Parmesan Crusted Chicken

This evening I decided to make Parmesan Crusted Chicken and Roasted Brussel Sprouts for dinner.  I modified a recipe that uses bread crumbs to top the chicken and instead I substituted "buttered almond crumbs".  It was an easy recipe to put together.  For those of you that have never tried roasted brussel sprouts...you should.  They are a completely different "veggie" when you roast them as opposed to boil or steam them.  Roasting them gives them a sort of toasty/smoky/nutty flavor that is hard to describe.  You simply cut them in half, toss with olive oil, sea salt and fresh cracked black pepper and roast in a single layer in the oven at 400 degrees for about 20 minutes, or until golden and done.  The little loose leaves that fall off and get dark are like potato chips and the best part...don't throw them out.  I took a few photos below to share as well as the super simple recipe I put together.  Enjoy!

Voila!

BOOM!

Parmesan Crusted Chicken

INGREDIENTS:

2 large boneless chicken breasts (split in half lengthwise) or 4 chicken breast cutlets
1/4 cup mayonnaise (I used an olive oil based mayo)
3 rounded (heaped) tablespoons Parmesan cheese, shredded (I used Parmigiano Reggiano)
1/4 teaspoon black pepper, or to taste
Dash cayenne pepper
1/4 cup almond flour
1 tablespoon butter
Parmesan cheese, finely grated (to shake on chicken before baking)
Italian seasoning, (to sprinkle on chicken before baking)

DIRECTIONS:

Preheat oven to 425 degrees F.  Line a baking sheet with foil (I used non-stick) or parchment paper.  Place your chicken breasts on the pan.  In a small bowl, mix mayonnaise, shredded Parmesan cheese, black pepper and cayenne pepper until well blended.  In a small non-stick skillet, melt butter and turn heat up to medium-high, add almond flour and stir frequently until it absorbs the butter and is lightly golden brown; be careful not to burn.  The crumbs will be a little clumpy, but that's okay.  

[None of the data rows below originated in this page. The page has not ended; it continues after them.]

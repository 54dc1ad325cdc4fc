//! Common types module for the delivery dispatch dashboard.
//!
//! This module defines the core data types shared by every dispatch component:
//! orders and their lifecycle status, drivers, the events published when an
//! order changes, dashboard statistics and the HTTP API payloads.

/// API types for HTTP endpoints and request/response structures.
pub mod api;
/// Driver types.
pub mod driver;
/// Event types for notifying presentation layers of order changes.
pub mod events;
/// Order types and the order lifecycle status.
pub mod order;
/// Aggregate dashboard statistics.
pub mod stats;
/// Display helpers.
pub mod utils;

pub use api::*;
pub use driver::*;
pub use events::*;
pub use order::*;
pub use stats::*;
pub use utils::format_amount;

Spread or brush mayonnaise cheese mixture on the top of each chicken breast.  Spoon the buttered almond crumbs on top.  Lightly sprinkle each chicken breast with the finely grated Parmesan cheese and Italian seasoning.  Place in oven and bake 20 minutes or until golden brown and chicken is done (juices will be clear).

        

9 comments:

  1. I am sooo doing this.. have all the ingredients :) Thanks!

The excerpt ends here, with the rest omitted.